Meta’s AI Bill Soars—but So Do Its Profits
Profits Up, AI Spending Surges
Meta beat Wall Street’s expectations this quarter with a stunning 27% rise in revenue, hitting $36.5 billion, and net income more than doubling to $11.6 billion year-over-year. But this strong performance came alongside eye-popping investments in AI: capital expenditures rose nearly 71% from last year, reaching $6.7 billion. CEO Mark Zuckerberg emphasized that Meta’s aggressive AI push is far from over, with yearly investment expected to hit up to $40 billion in 2024. Despite soaring costs, investors are upbeat—as long as growth keeps pace.
Zuckerberg’s Vision: An AI-Centric Meta
Zuckerberg laid out bold ambitions during the earnings call, predicting Meta will build “the largest scale AI infrastructure in the world.” This includes ramping up GPU acquisitions and infrastructure to support advanced models like Meta’s Llama and future consumer-facing AI agents across Instagram, Facebook and WhatsApp. The company recently debuted Meta AI, its flagship assistant, hinting at deeper AI integration across its platforms. With Snapchat and TikTok already exploring similar territory, Meta is racing to lead the next wave of consumer AI engagement.

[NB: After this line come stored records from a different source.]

//! Numbered data archives and their shared TOC
//!
//! The TOC starts with two 8-digit base-40 numbers, the packed and unpacked
//! length of the LZSS-packed record table that follows. Each record names
//! the archive number it lives in, so one TOC serves the whole series.

use tracing::{debug, trace};
use vnarc_crypto::substitution::decode_base40;

use crate::archive::{ArchiveCodec, Directory, FormatState, OpenContext};
use crate::codec::Input;
use crate::codec::lzss::{self, LzssConfig};
use crate::entry::Entry;
use crate::error::{Error, Result};
use crate::scheme::AImageScheme;
use crate::source::ByteSource;

const LENGTH_DIGITS: usize = 8;
/// Record bytes after the length word
const MIN_RECORD_LEN: u32 = 19;
const FLAG_PACKED: u8 = 1;

/// Split a file name of the form `<prefix>0<n><ext>`
///
/// Returns the prefix, the digit `n` and the extension including its dot.
///
/// ```
/// use vnarc_formats::cyberworks::split_archive_name;
///
/// assert_eq!(split_archive_name("Arc02.dat"), Some(("Arc", 2, ".dat")));
/// assert_eq!(split_archive_name("data05"), Some(("data", 5, "")));
/// assert_eq!(split_archive_name("data15.dat"), None);
/// ```
pub fn split_archive_name(name: &str) -> Option<(&str, u8, &str)> {
    let (stem, ext) = name.rfind('.').map_or((name, ""), |dot| name.split_at(dot));
    let bytes = stem.as_bytes();
    let n = bytes.len();
    if n < 2 || bytes[n - 2] != b'0' || !bytes[n - 1].is_ascii_digit() {
        return None;
    }
    Some((&stem[..n - 2], bytes[n - 1] - b'0', ext))
}

const fn lzss_config(scheme: &AImageScheme) -> LzssConfig {
    if scheme.bell {
        LzssConfig::TINKERBELL
    } else {
        LzssConfig::DEFAULT
    }
}

#[derive(Debug, Clone, PartialEq, Eq)]
struct TocRecord {
    id: u32,
    unpacked: u32,
    size: u32,
    offset: u32,
    kind: u8,
    archive: u8,
    flags: u8,
}

impl TocRecord {
    fn extension(&self) -> &'static str {
        match self.kind {
            b'a' | b'b' => "aimg",
            b'c' => "txt",
            b'd' => "ogg",
            _ => "bin",
        }
    }
}

fn parse_records(index: &[u8]) -> Option<Vec<TocRecord>> {
    let mut input = Input::new(index);
    let mut records = Vec::new();
    while input.position() < index.len() {
        let len = input.u32_le()?;
        if len < MIN_RECORD_LEN {
            return None;
        }
        let mut record = Input::new(input.take(len as usize)?);
        records.push(TocRecord {
            id: record.u32_le()?,
            unpacked: record.u32_le()?,
            size: record.u32_le()?,
            offset: record.u32_le()?,
            kind: record.u8()?,
            archive: record.u8()?,
            flags: record.u8()?,
        });
    }
    Some(records)
}

/// Unpack and parse a TOC, `None` when it does not decode under `scheme`
fn read_toc(toc: &ByteSource, scheme: &AImageScheme) -> Option<Vec<TocRecord>> {
    let lengths = toc.slice(0, 2 * LENGTH_DIGITS).ok()?;
    let packed_len = decode_base40(&lengths[..LENGTH_DIGITS])? as usize;
    let unpacked_len = decode_base40(&lengths[LENGTH_DIGITS..])? as usize;
    let packed = toc.slice(2 * LENGTH_DIGITS as u64, packed_len).ok()?;
    let index = lzss::unpack(packed, unpacked_len, lzss_config(scheme)).ok()?;
    parse_records(&index)
}

/// Cyberworks numbered data archive
#[derive(Debug, Clone, Copy, Default)]
pub struct DatOpener;

impl ArchiveCodec for DatOpener {
    fn tag(&self) -> &'static str {
        "Cyberworks/DAT"
    }

    fn probe(&self, _source: &ByteSource, ctx: &OpenContext<'_>) -> bool {
        split_archive_name(ctx.file_name()).is_some_and(|(_, n, _)| n >= 2)
    }

    fn parse_index(&self, source: &ByteSource, ctx: &OpenContext<'_>) -> Result<Directory> {
        let (prefix, number, ext) = split_archive_name(ctx.file_name())
            .filter(|&(_, n, _)| n >= 2)
            .ok_or_else(|| Error::mismatch("not a numbered Cyberworks archive"))?;
        let toc_name = format!("{prefix}01{ext}");
        let toc = ctx
            .companion(&toc_name)
            .ok_or_else(|| Error::mismatch(format!("TOC {toc_name} not found")))?;

        let schemes: Vec<AImageScheme> =
            match ctx.title.and_then(|t| ctx.registry.cyberworks_scheme(t)) {
                Some(scheme) => vec![*scheme],
                None => ctx.registry.cyberworks_schemes().map(|(_, s)| *s).collect(),
            };
        if schemes.is_empty() {
            return Err(Error::MissingKey(format!("{}: AImage scheme", ctx.archive_name)));
        }

        for scheme in schemes {
            let Some(records) = read_toc(&toc, &scheme) else {
                trace!("TOC {} does not decode with bell={}", toc_name, scheme.bell);
                continue;
            };
            let wanted = b'0' + number;
            let mut entries = Vec::new();
            for record in records.iter().filter(|r| r.archive == wanted) {
                let name = format!("{:05}.{}", record.id, record.extension());
                let Some(entry) = Entry::checked(
                    name,
                    u64::from(record.offset),
                    u64::from(record.size),
                    source,
                ) else {
                    debug!("Dropping TOC record {}: outside the archive", record.id);
                    continue;
                };
                entries.push(if record.flags & FLAG_PACKED != 0 {
                    entry.packed(u64::from(record.unpacked))
                } else {
                    entry
                });
            }
            debug!(
                "TOC {} lists {} of {} records for archive {}",
                toc_name,
                entries.len(),
                records.len(),
                number
            );
            return Ok(Directory {
                entries,
                state: FormatState::Cyberworks {
                    scheme,
                    archive_number: number,
                },
            });
        }
        Err(Error::mismatch(format!("TOC {toc_name} matches no scheme")))
    }

    fn open_entry(
        &self,
        source: &ByteSource,
        state: &FormatState,
        entry: &Entry,
    ) -> Result<Vec<u8>> {
        let data = source.read_at(entry.offset, entry.size as usize)?;
        if !entry.is_packed {
            return Ok(data);
        }
        let config = match state {
            FormatState::Cyberworks { scheme, .. } => lzss_config(scheme),
            _ => LzssConfig::DEFAULT,
        };
        let unpacked = entry.unpacked_size.unwrap_or_default() as usize;
        Ok(lzss::unpack(&data, unpacked, config)?)
    }
}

Reality Labs Still Bleeds, But Threads and Reels Show Potential
Meta’s metaverse division, Reality Labs, continued to hemorrhage money—reporting a quarterly loss of $3.85 billion—but the company remains committed to long-term AR/VR bets. Meanwhile, newer ventures like Threads are gaining traction, helping diversify Meta’s future beyond ads. Reels monetization now nears break-even globally, showing promise in Meta’s battle for attention against TikTok. While Meta’s AI bet steals the spotlight, strategic side bets are quietly laying groundwork for what’s next.